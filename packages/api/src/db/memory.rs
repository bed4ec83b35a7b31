use std::collections::HashMap;
use std::sync::{Arc, Mutex};

use async_trait::async_trait;
use chrono::Utc;
use uuid::Uuid;

use super::{UserStore, IDENTITY_TAKEN};
use crate::error::StoreError;
use crate::models::{NewUser, User};

/// In-memory UserStore for testing and local runs without a database.
#[derive(Clone, Debug, Default)]
pub struct MemoryUserStore {
    users: Arc<Mutex<HashMap<Uuid, User>>>,
}

impl MemoryUserStore {
    pub fn new() -> Self {
        Self::default()
    }

    /// Insert a member directly, skipping validation.
    pub fn seed(&self, user: NewUser) -> User {
        let now = Utc::now();
        let user = User {
            id: Uuid::new_v4(),
            identity_url: user.identity_url,
            login: user.login,
            email: user.email,
            fullname: user.fullname,
            created_at: now,
            updated_at: now,
        };
        self.users.lock().unwrap().insert(user.id, user.clone());
        user
    }

    pub fn len(&self) -> usize {
        self.users.lock().unwrap().len()
    }

    pub fn is_empty(&self) -> bool {
        self.len() == 0
    }
}

#[async_trait]
impl UserStore for MemoryUserStore {
    async fn find_by_id(&self, id: Uuid) -> Result<Option<User>, StoreError> {
        Ok(self.users.lock().unwrap().get(&id).cloned())
    }

    async fn find_by_identity_url(&self, identity_url: &str) -> Result<Option<User>, StoreError> {
        Ok(self
            .users
            .lock()
            .unwrap()
            .values()
            .find(|u| u.identity_url == identity_url)
            .cloned())
    }

    async fn create(&self, user: NewUser) -> Result<User, StoreError> {
        let errors = user.validate();
        if !errors.is_empty() {
            return Err(StoreError::Invalid(errors));
        }

        let taken = self
            .users
            .lock()
            .unwrap()
            .values()
            .any(|u| u.identity_url == user.identity_url);
        if taken {
            return Err(StoreError::Invalid(vec![IDENTITY_TAKEN.to_string()].into()));
        }

        Ok(self.seed(user))
    }

    async fn update(&self, user: &User) -> Result<User, StoreError> {
        let errors = user.validate();
        if !errors.is_empty() {
            return Err(StoreError::Invalid(errors));
        }

        let mut users = self.users.lock().unwrap();
        let Some(stored) = users.get_mut(&user.id) else {
            return Err(StoreError::Database(sqlx::Error::RowNotFound));
        };
        stored.login = user.login.clone();
        stored.email = user.email.clone();
        stored.fullname = user.fullname.clone();
        stored.updated_at = Utc::now();
        Ok(stored.clone())
    }
}
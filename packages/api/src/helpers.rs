//! View helpers for member profiles.

use sha2::{Digest, Sha256};

/// MicroID claim tying `email` to the page at `site`.
///
/// `mailto+http:sha1:` followed by `sha1(sha1("mailto:" + email) + sha1(site))`,
/// every digest in lowercase hex.
pub fn microid(email: &str, site: &str) -> String {
    let mailto = sha1_hex(&format!("mailto:{}", email));
    let site = sha1_hex(site);
    format!("mailto+http:sha1:{}", sha1_hex(&format!("{}{}", mailto, site)))
}

fn sha1_hex(input: &str) -> String {
    sha1_smol::Sha1::from(input).digest().to_string()
}

/// Gravatar image URL for `email` at `size` pixels.
pub fn gravatar_url(email: &str, size: u32) -> String {
    let hash = hex::encode(Sha256::digest(email.trim().to_lowercase().as_bytes()));
    format!("https://www.gravatar.com/avatar/{}?s={}&d=identicon", hash, size)
}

====================

TRY IT:
When "fullname" shows up in a line of the material, report that line.

EXERCISE RESULT:
            fullname: user.fullname,
        stored.fullname = user.fullname.clone();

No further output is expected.